The Group on Earth Observations (GEO) has disclosed that, as it moves into its second decade of operations, it is partnering with four new global partners who will help support its vision.

Daniel-Juhn

Daniel Juhn, Senior Director, Integrated Assessment and Planning Programme at Conservation International

In a statement made available to EnviroNews on Thursday, April 13 2017, GEO listed the new partner organisations to include: Conservation International (CI), Earthmind, Global Open Data for Agriculture and Nutrition (GODAN) and the United Nations Children’s Fund (UNICEF).

“Each organisation has now joined GEO as a Participating Organisation, taking the total number to 110 working internationally to advocate, engage and deliver on open EO data,” the GEO disclosed in the statement, which adds that the body has been working for more than a decade to open access to Earth observation data and information, and increase awareness around their socioeconomic value.

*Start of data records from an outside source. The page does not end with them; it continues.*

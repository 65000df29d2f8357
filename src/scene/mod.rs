//! Retained, engine-independent content of one figure.
//!
//! Every engine figure owns a [`Scene`]: the traces plotted so far, the
//! decorations, the figure's color scroller and its axes state machine. The
//! engines only differ in how they present a scene.

pub mod grid;
pub mod image;

use std::collections::HashMap;

use tracing::debug;

use crate::color::ColorScroller;
use crate::core::{AspectMode, Color, Colormap, Extra, LineStyle, MarkerStyle, Style};
use crate::data::{Image, SurfaceOptions, SurfaceZ};
use crate::error::{PlotError, PlotResult};
use crate::settings::Settings;
pub use image::ImageTrace;

/// Relative padding added on each side of an estimated axis limit.
pub const LIMIT_PADDING: f64 = 0.02;

#[derive(Clone, Copy, Debug, Default, PartialEq, Eq)]
pub enum AxesState {
    #[default]
    Uninitialized,
    TwoD,
    ThreeD,
}

#[derive(Clone, Copy, Debug, PartialEq, Eq, Hash)]
pub enum Axis {
    X,
    Y,
    Z,
}

#[derive(Clone, Debug, PartialEq)]
pub struct LineTrace {
    pub x: Vec<f64>,
    pub y: Vec<f64>,
    pub z: Option<Vec<f64>>,
    pub name: Option<String>,
    pub color: Color,
    pub line_style: LineStyle,
    pub marker_style: Option<MarkerStyle>,
    pub marker_size: f64,
    pub line_width: f64,
    pub opacity: f64,
    pub legend_group: Option<String>,
    /// First named series of its legend group: carries the group title.
    pub group_title: bool,
    pub extra: Extra,
}

#[derive(Clone, Debug, PartialEq)]
pub struct SurfaceTrace {
    pub x: Vec<f64>,
    pub y: Vec<f64>,
    /// `y.len()` rows of `x.len()` heights.
    pub z: Vec<Vec<f64>>,
    pub name: Option<String>,
    pub colormap: Colormap,
    pub show_colormap: bool,
    pub opacity: f64,
    pub legend_group: Option<String>,
    pub group_title: bool,
    pub extra: Extra,
}

impl SurfaceTrace {
    pub fn z_range(&self) -> Option<(f64, f64)> {
        finite_range(self.z.iter().flatten().copied())
    }
}

#[derive(Clone, Debug, PartialEq)]
pub enum Trace {
    Line(LineTrace),
    Surface(SurfaceTrace),
    Image(ImageTrace),
}

impl Trace {
    pub fn name(&self) -> Option<&str> {
        match self {
            Trace::Line(l) => l.name.as_deref(),
            Trace::Surface(s) => s.name.as_deref(),
            Trace::Image(_) => None,
        }
    }
}

#[derive(Clone, Debug, PartialEq)]
pub struct LegendState {
    pub equal_marker_size: bool,
    pub extra: Extra,
}

#[derive(Clone, Debug, PartialEq)]
pub struct Decorations {
    pub title: Option<String>,
    pub xlabel: Option<String>,
    pub ylabel: Option<String>,
    pub zlabel: Option<String>,
    /// `None` when no legend is shown; hiding drops the whole state.
    pub legend: Option<LegendState>,
    pub grid: bool,
    pub xlim: Option<(f64, f64)>,
    pub ylim: Option<(f64, f64)>,
    pub zlim: Option<(f64, f64)>,
    pub aspect: AspectMode,
    /// Ticks, grid and frame; hidden by `imshow`.
    pub axes_visible: bool,
}

impl Default for Decorations {
    fn default() -> Self {
        Self {
            title: None,
            xlabel: None,
            ylabel: None,
            zlabel: None,
            legend: None,
            grid: false,
            xlim: None,
            ylim: None,
            zlim: None,
            aspect: AspectMode::Auto,
            axes_visible: true,
        }
    }
}

#[derive(Clone, Debug)]
pub struct Scene {
    width: u32,
    height: u32,
    marker_size: f64,
    line_width: f64,
    axes: AxesState,
    closed: bool,
    traces: Vec<Trace>,
    decorations: Decorations,
    colors: ColorScroller,
    groups: HashMap<Option<String>, usize>,
}

impl Scene {
    /// On-screen size is `width x round(width * aspect_ratio)`.
    pub fn new(width: u32, aspect_ratio: f64, settings: &Settings) -> Self {
        let height = ((f64::from(width) * aspect_ratio).round() as u32).max(1);
        Self {
            width: width.max(1),
            height,
            marker_size: settings.marker_size,
            line_width: settings.line_width,
            axes: AxesState::Uninitialized,
            closed: false,
            traces: Vec::new(),
            decorations: Decorations::default(),
            colors: ColorScroller::new(settings.palette.clone()),
            groups: HashMap::new(),
        }
    }

    pub fn size(&self) -> (u32, u32) {
        (self.width, self.height)
    }

    pub fn axes(&self) -> AxesState {
        self.axes
    }

    /// `None` until the first plotting call fixes the dimensionality.
    pub fn is_3d(&self) -> Option<bool> {
        match self.axes {
            AxesState::Uninitialized => None,
            AxesState::TwoD => Some(false),
            AxesState::ThreeD => Some(true),
        }
    }

    pub fn is_closed(&self) -> bool {
        self.closed
    }

    pub fn traces(&self) -> &[Trace] {
        &self.traces
    }

    pub fn decorations(&self) -> &Decorations {
        &self.decorations
    }

    pub fn ensure_open(&self) -> PlotResult<()> {
        if self.closed {
            Err(error_stack::Report::new(PlotError::UseAfterClose))
        } else {
            Ok(())
        }
    }

    /// Enter 2-D or 3-D axes. Switching away from the other dimensionality
    /// drops all content plotted so far.
    fn enter(&mut self, target: AxesState) {
        if self.axes != AxesState::Uninitialized && self.axes != target {
            debug!(from = ?self.axes, to = ?target, dropped = self.traces.len(), "resetting axes");
            self.traces.clear();
            self.groups.clear();
            let title = self.decorations.title.take();
            self.decorations = Decorations {
                title,
                grid: self.decorations.grid,
                ..Decorations::default()
            };
        }
        self.axes = target;
    }

    /// Count a series against its legend group; true when it is the first
    /// named series of a named group.
    fn count_group(&mut self, name: Option<&str>, group: Option<&String>) -> bool {
        if name.is_none() {
            return false;
        }
        let count = self.groups.entry(group.cloned()).or_insert(0);
        *count += 1;
        group.is_some() && *count == 1
    }

    /// Number of named series counted against `group` so far.
    pub fn group_count(&self, group: Option<&str>) -> usize {
        self.groups
            .get(&group.map(str::to_string))
            .copied()
            .unwrap_or(0)
    }

    /// Add a line/marker series. A lone `x` is plotted against its index.
    pub fn add_line(
        &mut self,
        x: &[f64],
        y: Option<&[f64]>,
        z: Option<&[f64]>,
        style: &Style,
    ) -> PlotResult<()> {
        self.ensure_open()?;
        let (x, y) = match y {
            Some(y) => (x.to_vec(), y.to_vec()),
            None => ((0..x.len()).map(|i| i as f64).collect(), x.to_vec()),
        };
        if x.len() != y.len() {
            return Err(PlotError::shape(format!(
                "x has {} values but y has {}",
                x.len(),
                y.len()
            )));
        }
        if let Some(z) = z {
            if z.len() != x.len() {
                return Err(PlotError::shape(format!(
                    "z has {} values but x and y have {}",
                    z.len(),
                    x.len()
                )));
            }
        }
        // Resolve the color before touching any state so a bad name leaves
        // the figure as it was.
        let explicit = style.color.as_deref().map(Color::parse).transpose()?;

        self.enter(if z.is_some() {
            AxesState::ThreeD
        } else {
            AxesState::TwoD
        });
        let color = match explicit {
            Some(c) => c,
            None => self.colors.scroll_color(1),
        };
        let line_style = style.line_style.unwrap_or_default();
        let marker_style = match style.marker_style {
            None if line_style.is_none() => Some(MarkerStyle::Point),
            other => other,
        };
        let group_title = self.count_group(style.name.as_deref(), style.legend_group.as_ref());

        self.traces.push(Trace::Line(LineTrace {
            x,
            y,
            z: z.map(<[f64]>::to_vec),
            name: style.name.clone(),
            color,
            line_style,
            marker_style,
            marker_size: style.marker_size.unwrap_or(self.marker_size),
            line_width: self.line_width,
            opacity: style.opacity,
            legend_group: style.legend_group.clone(),
            group_title,
            extra: style.extra.clone(),
        }));
        Ok(())
    }

    /// Add a surface over a uniform grid, or over scattered points that are
    /// resampled first.
    pub fn add_surface(
        &mut self,
        x: &[f64],
        y: &[f64],
        z: &SurfaceZ,
        options: &SurfaceOptions,
        style: &Style,
    ) -> PlotResult<()> {
        self.ensure_open()?;
        let (x, y, z) = match z {
            SurfaceZ::Grid(rows) => {
                let ok = rows.len() == y.len() && rows.iter().all(|row| row.len() == x.len());
                if !ok {
                    let cols = rows.first().map_or(0, Vec::len);
                    return Err(PlotError::shape(format!(
                        "surface z must be {} rows of {} values (len(y) x len(x)), got {} rows of {}",
                        y.len(),
                        x.len(),
                        rows.len(),
                        cols
                    )));
                }
                (x.to_vec(), y.to_vec(), rows.clone())
            }
            SurfaceZ::Points(z) => {
                let g = grid::resample(x, y, z, options.interpolation_range, options.interpolation)?;
                (g.x, g.y, g.z)
            }
        };

        self.enter(AxesState::ThreeD);
        let group_title = self.count_group(style.name.as_deref(), style.legend_group.as_ref());
        self.traces.push(Trace::Surface(SurfaceTrace {
            x,
            y,
            z,
            name: style.name.clone(),
            colormap: options.colormap,
            show_colormap: options.show_colormap,
            opacity: style.opacity,
            legend_group: style.legend_group.clone(),
            group_title,
            extra: style.extra.clone(),
        }));
        Ok(())
    }

    pub fn add_image(&mut self, image: &Image) -> PlotResult<()> {
        self.ensure_open()?;
        let trace = image::normalize(image)?;
        self.enter(AxesState::TwoD);
        self.decorations.axes_visible = false;
        self.decorations.grid = false;
        self.traces.push(Trace::Image(trace));
        Ok(())
    }

    pub fn set_title(&mut self, text: &str) -> PlotResult<()> {
        self.ensure_open()?;
        self.decorations.title = Some(text.to_string());
        Ok(())
    }

    pub fn set_label(&mut self, axis: Axis, text: &str) -> PlotResult<()> {
        self.ensure_open()?;
        let slot = match axis {
            Axis::X => &mut self.decorations.xlabel,
            Axis::Y => &mut self.decorations.ylabel,
            Axis::Z if self.axes != AxesState::ThreeD => {
                debug!("zlabel ignored outside 3-D axes");
                return Ok(());
            }
            Axis::Z => &mut self.decorations.zlabel,
        };
        *slot = Some(text.to_string());
        Ok(())
    }

    pub fn has_named_series(&self) -> bool {
        self.traces.iter().any(|t| t.name().is_some())
    }

    pub fn set_legend(&mut self, show: bool, equal_marker_size: bool, extra: &Extra) -> PlotResult<()> {
        self.ensure_open()?;
        if !self.has_named_series() {
            debug!("legend ignored, no named series");
            return Ok(());
        }
        self.decorations.legend = show.then(|| LegendState {
            equal_marker_size,
            extra: extra.clone(),
        });
        Ok(())
    }

    pub fn set_grid(&mut self, show: bool) -> PlotResult<()> {
        self.ensure_open()?;
        self.decorations.grid = show;
        Ok(())
    }

    pub fn set_aspect(&mut self, mode: AspectMode) -> PlotResult<()> {
        self.ensure_open()?;
        self.decorations.aspect = mode;
        Ok(())
    }

    /// Set an axis range. A missing bound is estimated from the plotted
    /// data on that axis, padded by [`LIMIT_PADDING`] on each side.
    pub fn set_limit(&mut self, axis: Axis, min: Option<f64>, max: Option<f64>) -> PlotResult<()> {
        self.ensure_open()?;
        if axis == Axis::Z && self.axes != AxesState::ThreeD {
            debug!("zlim ignored outside 3-D axes");
            return Ok(());
        }
        let (min, max) = match (min, max) {
            (Some(min), Some(max)) => (min, max),
            (min, max) => {
                let (lo, hi) = self.padded_range(axis).ok_or_else(|| {
                    PlotError::lookup(format!(
                        "cannot estimate the {axis:?} limit, nothing plotted on that axis yet"
                    ))
                })?;
                (min.unwrap_or(lo), max.unwrap_or(hi))
            }
        };
        *self.limit_slot(axis) = Some((min, max));
        Ok(())
    }

    fn limit_slot(&mut self, axis: Axis) -> &mut Option<(f64, f64)> {
        match axis {
            Axis::X => &mut self.decorations.xlim,
            Axis::Y => &mut self.decorations.ylim,
            Axis::Z => &mut self.decorations.zlim,
        }
    }

    /// Union of the finite data plotted on `axis`.
    pub fn data_range(&self, axis: Axis) -> Option<(f64, f64)> {
        let ranges = self.traces.iter().filter_map(|trace| match (trace, axis) {
            (Trace::Line(l), Axis::X) => finite_range(l.x.iter().copied()),
            (Trace::Line(l), Axis::Y) => finite_range(l.y.iter().copied()),
            (Trace::Line(l), Axis::Z) => finite_range(l.z.iter().flatten().copied()),
            (Trace::Surface(s), Axis::X) => finite_range(s.x.iter().copied()),
            (Trace::Surface(s), Axis::Y) => finite_range(s.y.iter().copied()),
            (Trace::Surface(s), Axis::Z) => s.z_range(),
            (Trace::Image(i), Axis::X) => Some((0.0, i.width as f64)),
            (Trace::Image(i), Axis::Y) => Some((0.0, i.height as f64)),
            (Trace::Image(_), Axis::Z) => None,
        });
        ranges.reduce(|(a, b), (c, d)| (a.min(c), b.max(d)))
    }

    fn padded_range(&self, axis: Axis) -> Option<(f64, f64)> {
        let (lo, hi) = self.data_range(axis)?;
        let pad = if hi > lo {
            (hi - lo) * LIMIT_PADDING
        } else {
            lo.abs().max(1.0) * LIMIT_PADDING
        };
        Some((lo - pad, hi + pad))
    }

    /// Range an engine should draw `axis` over: the explicit limit if set,
    /// else the padded data range, else `(0, 1)`.
    pub fn view_range(&self, axis: Axis) -> (f64, f64) {
        let explicit = match axis {
            Axis::X => self.decorations.xlim,
            Axis::Y => self.decorations.ylim,
            Axis::Z => self.decorations.zlim,
        };
        explicit
            .or_else(|| self.padded_range(axis))
            .unwrap_or((0.0, 1.0))
    }

    pub fn current_color(&self) -> Color {
        self.colors.current_color()
    }

    pub fn scroll_color(&mut self, count: isize) -> Color {
        self.colors.scroll_color(count)
    }

    pub fn reset_color(&mut self) {
        self.colors.reset();
    }

    /// Drop all content; every later operation fails with `UseAfterClose`.
    pub fn close(&mut self) {
        self.traces.clear();
        self.groups.clear();
        self.closed = true;
    }
}

fn finite_range(values: impl Iterator<Item = f64>) -> Option<(f64, f64)> {
    values
        .filter(|v| v.is_finite())
        .fold(None, |acc, v| match acc {
            None => Some((v, v)),
            Some((lo, hi)) => Some((lo.min(v), hi.max(v))),
        })
}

Similarly, the GEO community has been building a Global Earth Observation System of Systems (GEOSS) that links Earth observation resources worldwide across multiple Societal Benefit Areas (SBAs), which range from Biodiversity and Ecosystem Sustainability, Disaster Resilience, Energy and Mineral Resources Management, Food Security, Infrastructure and Transportation Management to Public Health Surveillance, Sustainable Urban Development and Water Resources Management.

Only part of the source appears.